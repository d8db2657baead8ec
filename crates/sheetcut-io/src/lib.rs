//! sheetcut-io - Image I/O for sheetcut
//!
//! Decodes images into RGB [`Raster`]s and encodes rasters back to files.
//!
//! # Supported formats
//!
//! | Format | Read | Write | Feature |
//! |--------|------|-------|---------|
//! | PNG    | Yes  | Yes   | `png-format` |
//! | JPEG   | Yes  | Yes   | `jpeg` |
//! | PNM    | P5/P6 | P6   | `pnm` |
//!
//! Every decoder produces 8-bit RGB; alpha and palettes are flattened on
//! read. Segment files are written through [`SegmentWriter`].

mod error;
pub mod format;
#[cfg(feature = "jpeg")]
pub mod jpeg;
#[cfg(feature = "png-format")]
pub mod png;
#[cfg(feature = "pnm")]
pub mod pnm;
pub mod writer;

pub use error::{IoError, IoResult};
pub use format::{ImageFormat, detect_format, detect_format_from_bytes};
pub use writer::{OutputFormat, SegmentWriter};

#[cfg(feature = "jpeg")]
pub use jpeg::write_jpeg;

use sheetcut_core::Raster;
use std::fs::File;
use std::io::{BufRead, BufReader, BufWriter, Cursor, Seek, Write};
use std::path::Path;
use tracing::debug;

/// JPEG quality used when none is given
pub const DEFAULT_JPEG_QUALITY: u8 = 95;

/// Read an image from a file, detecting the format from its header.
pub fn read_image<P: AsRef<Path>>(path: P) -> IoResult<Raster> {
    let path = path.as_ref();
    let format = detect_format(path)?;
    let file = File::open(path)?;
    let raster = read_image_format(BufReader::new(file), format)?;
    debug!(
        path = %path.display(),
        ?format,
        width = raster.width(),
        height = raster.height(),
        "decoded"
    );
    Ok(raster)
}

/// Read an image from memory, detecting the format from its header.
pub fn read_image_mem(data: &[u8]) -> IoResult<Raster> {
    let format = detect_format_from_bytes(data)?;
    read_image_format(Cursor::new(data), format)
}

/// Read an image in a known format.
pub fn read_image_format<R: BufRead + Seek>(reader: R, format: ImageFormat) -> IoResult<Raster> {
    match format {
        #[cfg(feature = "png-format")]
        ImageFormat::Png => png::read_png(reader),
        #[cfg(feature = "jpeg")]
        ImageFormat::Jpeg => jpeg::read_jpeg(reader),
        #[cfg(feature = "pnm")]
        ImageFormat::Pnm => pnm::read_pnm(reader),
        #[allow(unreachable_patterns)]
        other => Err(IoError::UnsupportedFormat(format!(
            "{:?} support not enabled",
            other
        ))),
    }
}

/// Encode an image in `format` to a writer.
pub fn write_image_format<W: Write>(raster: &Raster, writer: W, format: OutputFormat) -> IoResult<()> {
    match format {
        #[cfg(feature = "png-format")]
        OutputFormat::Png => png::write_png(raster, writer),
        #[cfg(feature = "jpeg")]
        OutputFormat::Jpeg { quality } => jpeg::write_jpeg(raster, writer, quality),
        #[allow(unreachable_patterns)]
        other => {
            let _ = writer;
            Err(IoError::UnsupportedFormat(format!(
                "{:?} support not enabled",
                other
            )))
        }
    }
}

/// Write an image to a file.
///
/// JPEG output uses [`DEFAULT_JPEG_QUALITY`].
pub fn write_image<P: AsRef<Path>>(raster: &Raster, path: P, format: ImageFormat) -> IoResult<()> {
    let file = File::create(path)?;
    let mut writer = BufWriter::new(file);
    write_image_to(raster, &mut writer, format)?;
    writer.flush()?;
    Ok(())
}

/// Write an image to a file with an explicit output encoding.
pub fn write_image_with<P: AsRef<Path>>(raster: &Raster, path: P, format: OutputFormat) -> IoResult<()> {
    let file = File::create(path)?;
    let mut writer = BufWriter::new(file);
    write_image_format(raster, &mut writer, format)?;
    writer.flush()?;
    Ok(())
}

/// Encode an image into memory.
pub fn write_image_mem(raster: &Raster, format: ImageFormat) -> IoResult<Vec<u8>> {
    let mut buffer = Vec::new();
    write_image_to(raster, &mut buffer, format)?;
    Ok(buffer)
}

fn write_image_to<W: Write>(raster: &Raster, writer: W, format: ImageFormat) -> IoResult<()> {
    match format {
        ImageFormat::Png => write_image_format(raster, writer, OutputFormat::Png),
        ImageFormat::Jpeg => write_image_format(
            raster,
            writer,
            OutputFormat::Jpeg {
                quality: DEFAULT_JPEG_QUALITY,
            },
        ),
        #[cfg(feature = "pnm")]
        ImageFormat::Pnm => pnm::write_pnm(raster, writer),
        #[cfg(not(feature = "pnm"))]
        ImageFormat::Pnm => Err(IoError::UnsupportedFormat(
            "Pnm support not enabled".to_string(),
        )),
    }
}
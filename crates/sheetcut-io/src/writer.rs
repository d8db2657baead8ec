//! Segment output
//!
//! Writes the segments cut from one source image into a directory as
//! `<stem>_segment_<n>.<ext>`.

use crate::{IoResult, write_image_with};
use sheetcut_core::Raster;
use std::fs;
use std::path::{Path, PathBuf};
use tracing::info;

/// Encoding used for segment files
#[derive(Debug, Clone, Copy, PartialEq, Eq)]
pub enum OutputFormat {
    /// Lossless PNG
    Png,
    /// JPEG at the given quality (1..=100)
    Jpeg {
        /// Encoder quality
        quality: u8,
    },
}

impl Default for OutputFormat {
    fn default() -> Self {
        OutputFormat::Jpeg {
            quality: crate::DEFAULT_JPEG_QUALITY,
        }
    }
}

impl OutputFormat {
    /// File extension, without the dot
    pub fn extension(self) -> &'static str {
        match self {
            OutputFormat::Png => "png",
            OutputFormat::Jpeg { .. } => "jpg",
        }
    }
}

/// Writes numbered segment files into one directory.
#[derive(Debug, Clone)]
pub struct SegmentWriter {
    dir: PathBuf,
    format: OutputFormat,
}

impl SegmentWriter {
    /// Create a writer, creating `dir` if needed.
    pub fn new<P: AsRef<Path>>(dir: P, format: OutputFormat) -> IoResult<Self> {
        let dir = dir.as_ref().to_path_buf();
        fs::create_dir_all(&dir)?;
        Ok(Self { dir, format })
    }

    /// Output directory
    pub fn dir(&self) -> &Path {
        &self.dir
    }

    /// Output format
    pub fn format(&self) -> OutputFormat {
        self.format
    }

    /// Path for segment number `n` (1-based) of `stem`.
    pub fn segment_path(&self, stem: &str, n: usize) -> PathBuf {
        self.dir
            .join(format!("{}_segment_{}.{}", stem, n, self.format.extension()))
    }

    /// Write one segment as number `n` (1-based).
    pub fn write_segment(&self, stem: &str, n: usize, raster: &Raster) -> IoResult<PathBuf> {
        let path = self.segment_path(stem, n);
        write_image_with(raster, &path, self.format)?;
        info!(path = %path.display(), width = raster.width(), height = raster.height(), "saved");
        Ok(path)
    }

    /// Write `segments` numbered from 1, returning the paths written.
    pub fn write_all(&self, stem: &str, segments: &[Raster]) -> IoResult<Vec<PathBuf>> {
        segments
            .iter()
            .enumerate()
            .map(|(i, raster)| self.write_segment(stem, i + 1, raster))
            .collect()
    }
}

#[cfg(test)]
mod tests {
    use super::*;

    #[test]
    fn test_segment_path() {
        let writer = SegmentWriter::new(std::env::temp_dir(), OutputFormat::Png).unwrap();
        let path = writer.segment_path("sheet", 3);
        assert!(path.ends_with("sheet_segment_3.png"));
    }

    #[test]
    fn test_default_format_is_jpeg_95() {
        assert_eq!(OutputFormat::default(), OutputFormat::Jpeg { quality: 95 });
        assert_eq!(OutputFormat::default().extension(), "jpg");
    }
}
------------------------------
REQUIRED WORK: Copy out every line of the material above that mentions the word "numbered".

EXERCISE SOLUTION:
/// Writes numbered segment files into one directory.
    /// Write `segments` numbered from 1, returning the paths written.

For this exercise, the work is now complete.